Assignment
Extract, unchanged, each line of the listing below from its first line through the line that contains "time without converting", inclusive, and nothing else.

Records for processing
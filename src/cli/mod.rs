//! CLI module for VidConv
//!
//! This module handles command-line argument parsing and command execution.

use std::path::PathBuf;

use clap::{Parser, Subcommand};

use crate::config_initialization::ConfigOverrides;
use crate::utils::logging::LogFormat;

pub mod args;
pub mod commands;
pub mod report;

pub use args::{
    BatchArgs, ConvertArgs, EncodersArgs, EstimateArgs, PresetsArgs, ProbeArgs, SettingsArgs,
};

/// VidConv video converter
///
/// Converts, remuxes and re-times video files through an external FFmpeg
/// encoder, with size and time estimates before anything runs.
#[derive(Parser, Debug)]
#[command(name = "vidconv")]
#[command(about = "VidConv - batch video conversion on top of FFmpeg")]
#[command(version)]
#[command(long_about = None)]
pub struct Cli {
    /// Configuration file (default: ./vidconv.toml, then the per-user config)
    #[arg(long, env = "VIDCONV_CONFIG", global = true)]
    pub config: Option<PathBuf>,

    /// Logging level (trace, debug, info, warn, error)
    #[arg(long, global = true)]
    pub log_level: Option<String>,

    /// Log output format (pretty, compact, json)
    #[arg(long, global = true)]
    pub log_format: Option<LogFormat>,

    /// Encoder executable
    #[arg(long, global = true)]
    pub ffmpeg: Option<String>,

    /// Probe executable
    #[arg(long, global = true)]
    pub ffprobe: Option<String>,

    /// The command to execute
    #[command(subcommand)]
    pub command: Commands,
}

impl Cli {
    /// Command-line layer of the configuration hierarchy
    pub fn config_overrides(&self) -> ConfigOverrides {
        let output_dir = match &self.command {
            Commands::Batch(args) => args.output_dir.clone(),
            _ => None,
        };
        ConfigOverrides {
            config_file: self.config.clone(),
            ffmpeg: self.ffmpeg.clone(),
            ffprobe: self.ffprobe.clone(),
            log_level: self.log_level.clone(),
            log_format: self.log_format,
            output_dir,
        }
    }
}

/// Available commands
#[derive(Subcommand, Debug)]
pub enum Commands {
    /// Convert a single file
    Convert(ConvertArgs),
    /// Convert several files one after another
    Batch(BatchArgs),
    /// Preview output size and encode time without converting
    Estimate(EstimateArgs),
    /// List conversion presets
    Presets(PresetsArgs),
    /// Show which encoders this machine can use
    Encoders(EncodersArgs),
    /// Show metadata for a video file
    Probe(ProbeArgs),
}

#[cfg(test)]
mod tests {
    use super::*;

    #[test]
    fn test_global_flags_become_overrides() {
        let cli = Cli::try_parse_from([
            "vidconv",
            "--ffmpeg",
            "/opt/ffmpeg",
            "--log-format",
            "json",
            "batch",
            "--output-dir",
            "/tmp/out",
            "a.ts",
        ])
        .unwrap();

        let overrides = cli.config_overrides();
        assert_eq!(overrides.ffmpeg.as_deref(), Some("/opt/ffmpeg"));
        assert_eq!(overrides.log_format, Some(LogFormat::Json));
        assert_eq!(overrides.output_dir, Some(PathBuf::from("/tmp/out")));
        assert!(overrides.ffprobe.is_none());
    }

    #[test]
    fn test_unknown_log_format_is_rejected() {
        assert!(Cli::try_parse_from(["vidconv", "--log-format", "xml", "presets"]).is_err());
    }

    #[test]
    fn test_cli_definition_is_consistent() {
        use clap::CommandFactory;
        Cli::command().debug_assert();
    }
}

Solution
filename src/cli/mod.rs
//! CLI module for VidConv
//!
//! This module handles command-line argument parsing and command execution.

use std::path::PathBuf;

use clap::{Parser, Subcommand};

use crate::config_initialization::ConfigOverrides;
use crate::utils::logging::LogFormat;

pub mod args;
pub mod commands;
pub mod report;

pub use args::{
    BatchArgs, ConvertArgs, EncodersArgs, EstimateArgs, PresetsArgs, ProbeArgs, SettingsArgs,
};

/// VidConv video converter
///
/// Converts, remuxes and re-times video files through an external FFmpeg
/// encoder, with size and time estimates before anything runs.
#[derive(Parser, Debug)]
#[command(name = "vidconv")]
#[command(about = "VidConv - batch video conversion on top of FFmpeg")]
#[command(version)]
#[command(long_about = None)]
pub struct Cli {
    /// Configuration file (default: ./vidconv.toml, then the per-user config)
    #[arg(long, env = "VIDCONV_CONFIG", global = true)]
    pub config: Option<PathBuf>,

    /// Logging level (trace, debug, info, warn, error)
    #[arg(long, global = true)]
    pub log_level: Option<String>,

    /// Log output format (pretty, compact, json)
    #[arg(long, global = true)]
    pub log_format: Option<LogFormat>,

    /// Encoder executable
    #[arg(long, global = true)]
    pub ffmpeg: Option<String>,

    /// Probe executable
    #[arg(long, global = true)]
    pub ffprobe: Option<String>,

    /// The command to execute
    #[command(subcommand)]
    pub command: Commands,
}

impl Cli {
    /// Command-line layer of the configuration hierarchy
    pub fn config_overrides(&self) -> ConfigOverrides {
        let output_dir = match &self.command {
            Commands::Batch(args) => args.output_dir.clone(),
            _ => None,
        };
        ConfigOverrides {
            config_file: self.config.clone(),
            ffmpeg: self.ffmpeg.clone(),
            ffprobe: self.ffprobe.clone(),
            log_level: self.log_level.clone(),
            log_format: self.log_format,
            output_dir,
        }
    }
}

/// Available commands
#[derive(Subcommand, Debug)]
pub enum Commands {
    /// Convert a single file
    Convert(ConvertArgs),
    /// Convert several files one after another
    Batch(BatchArgs),
    /// Preview output size and encode time without converting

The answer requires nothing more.